PROVIDED RECORDS:

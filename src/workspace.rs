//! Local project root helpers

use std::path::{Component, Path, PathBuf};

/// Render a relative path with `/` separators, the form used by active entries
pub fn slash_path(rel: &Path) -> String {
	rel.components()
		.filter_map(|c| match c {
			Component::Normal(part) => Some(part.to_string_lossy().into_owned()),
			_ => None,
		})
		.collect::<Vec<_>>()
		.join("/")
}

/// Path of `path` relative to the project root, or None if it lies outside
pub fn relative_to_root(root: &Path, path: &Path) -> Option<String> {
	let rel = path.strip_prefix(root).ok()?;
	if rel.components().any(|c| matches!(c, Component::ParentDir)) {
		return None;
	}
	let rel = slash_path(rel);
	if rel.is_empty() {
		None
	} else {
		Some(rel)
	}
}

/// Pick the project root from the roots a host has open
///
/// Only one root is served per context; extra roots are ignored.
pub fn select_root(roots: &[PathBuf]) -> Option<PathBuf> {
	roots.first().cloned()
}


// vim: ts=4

REQUIRED ACTION: Each line containing the word "components" needs to be copied from the data above.

RESPONSE TO THE TASK:
	rel.components()
	if rel.components().any(|c| matches!(c, Component::ParentDir)) {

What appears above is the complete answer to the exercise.